_Directions for this task_
From the entries below, copy every line where the string "Away" appears.

_Data to use_
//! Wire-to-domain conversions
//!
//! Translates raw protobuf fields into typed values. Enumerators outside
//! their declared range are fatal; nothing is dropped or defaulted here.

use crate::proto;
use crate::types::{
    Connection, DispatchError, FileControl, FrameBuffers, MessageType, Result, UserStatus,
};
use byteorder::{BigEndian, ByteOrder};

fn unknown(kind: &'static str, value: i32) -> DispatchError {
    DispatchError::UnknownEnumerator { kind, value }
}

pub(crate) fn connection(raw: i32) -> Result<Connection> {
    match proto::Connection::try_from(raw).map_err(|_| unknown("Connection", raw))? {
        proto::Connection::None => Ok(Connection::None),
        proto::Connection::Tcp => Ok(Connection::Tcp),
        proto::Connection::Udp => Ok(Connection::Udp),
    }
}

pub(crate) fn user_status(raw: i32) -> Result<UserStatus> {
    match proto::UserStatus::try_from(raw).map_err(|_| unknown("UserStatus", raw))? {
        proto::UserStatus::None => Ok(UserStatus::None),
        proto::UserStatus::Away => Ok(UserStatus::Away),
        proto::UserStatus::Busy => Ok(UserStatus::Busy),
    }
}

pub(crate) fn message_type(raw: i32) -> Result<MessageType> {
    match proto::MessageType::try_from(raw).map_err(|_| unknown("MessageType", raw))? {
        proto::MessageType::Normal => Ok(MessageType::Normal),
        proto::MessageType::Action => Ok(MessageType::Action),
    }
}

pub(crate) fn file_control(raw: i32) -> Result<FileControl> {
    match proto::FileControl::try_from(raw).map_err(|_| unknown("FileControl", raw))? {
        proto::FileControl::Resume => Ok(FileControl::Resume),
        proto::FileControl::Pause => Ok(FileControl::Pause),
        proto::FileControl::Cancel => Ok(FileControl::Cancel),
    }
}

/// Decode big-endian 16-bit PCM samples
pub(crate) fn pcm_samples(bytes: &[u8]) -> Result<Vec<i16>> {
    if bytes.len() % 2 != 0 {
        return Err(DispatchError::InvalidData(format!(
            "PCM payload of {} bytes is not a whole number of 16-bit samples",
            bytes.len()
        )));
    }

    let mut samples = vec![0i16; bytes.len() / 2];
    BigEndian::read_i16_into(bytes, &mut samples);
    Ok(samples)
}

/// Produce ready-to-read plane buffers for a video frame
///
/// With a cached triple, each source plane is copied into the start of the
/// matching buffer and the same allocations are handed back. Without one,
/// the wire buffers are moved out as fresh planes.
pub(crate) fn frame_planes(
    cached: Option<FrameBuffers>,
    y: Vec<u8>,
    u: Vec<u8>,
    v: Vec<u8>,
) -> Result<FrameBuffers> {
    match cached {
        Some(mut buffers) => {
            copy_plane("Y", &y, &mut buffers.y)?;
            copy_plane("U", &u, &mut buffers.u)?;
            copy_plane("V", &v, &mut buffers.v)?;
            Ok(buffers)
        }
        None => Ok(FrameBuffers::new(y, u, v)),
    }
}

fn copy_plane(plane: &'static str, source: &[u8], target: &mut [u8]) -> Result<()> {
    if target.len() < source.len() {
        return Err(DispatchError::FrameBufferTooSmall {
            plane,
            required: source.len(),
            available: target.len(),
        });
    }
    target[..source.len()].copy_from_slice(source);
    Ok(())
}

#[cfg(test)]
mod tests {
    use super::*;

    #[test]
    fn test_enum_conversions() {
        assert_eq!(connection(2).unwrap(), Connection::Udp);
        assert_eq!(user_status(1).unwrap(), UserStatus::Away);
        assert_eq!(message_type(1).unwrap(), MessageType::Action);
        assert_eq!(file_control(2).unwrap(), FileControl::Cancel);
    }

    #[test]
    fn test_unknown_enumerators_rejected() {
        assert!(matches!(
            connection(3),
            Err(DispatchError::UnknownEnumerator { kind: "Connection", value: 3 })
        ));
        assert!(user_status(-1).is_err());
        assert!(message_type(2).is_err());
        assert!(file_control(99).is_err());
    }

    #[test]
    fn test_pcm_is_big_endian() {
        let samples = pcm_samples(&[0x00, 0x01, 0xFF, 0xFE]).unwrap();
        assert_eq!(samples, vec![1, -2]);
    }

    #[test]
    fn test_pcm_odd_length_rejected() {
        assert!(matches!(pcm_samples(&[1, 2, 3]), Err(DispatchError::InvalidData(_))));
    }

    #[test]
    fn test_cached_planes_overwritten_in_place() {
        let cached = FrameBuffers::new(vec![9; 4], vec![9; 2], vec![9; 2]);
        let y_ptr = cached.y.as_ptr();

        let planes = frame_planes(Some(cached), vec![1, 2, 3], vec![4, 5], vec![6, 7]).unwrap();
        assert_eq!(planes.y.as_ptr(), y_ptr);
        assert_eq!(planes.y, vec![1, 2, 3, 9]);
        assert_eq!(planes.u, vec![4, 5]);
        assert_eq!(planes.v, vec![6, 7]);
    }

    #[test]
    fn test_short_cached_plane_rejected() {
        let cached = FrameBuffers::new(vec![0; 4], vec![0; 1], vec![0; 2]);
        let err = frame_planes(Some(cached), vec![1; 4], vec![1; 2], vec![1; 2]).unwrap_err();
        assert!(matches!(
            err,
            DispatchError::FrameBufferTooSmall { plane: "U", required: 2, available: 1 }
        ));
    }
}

_Worked solution_
        proto::UserStatus::Away => Ok(UserStatus::Away),
        assert_eq!(user_status(1).unwrap(), UserStatus::Away);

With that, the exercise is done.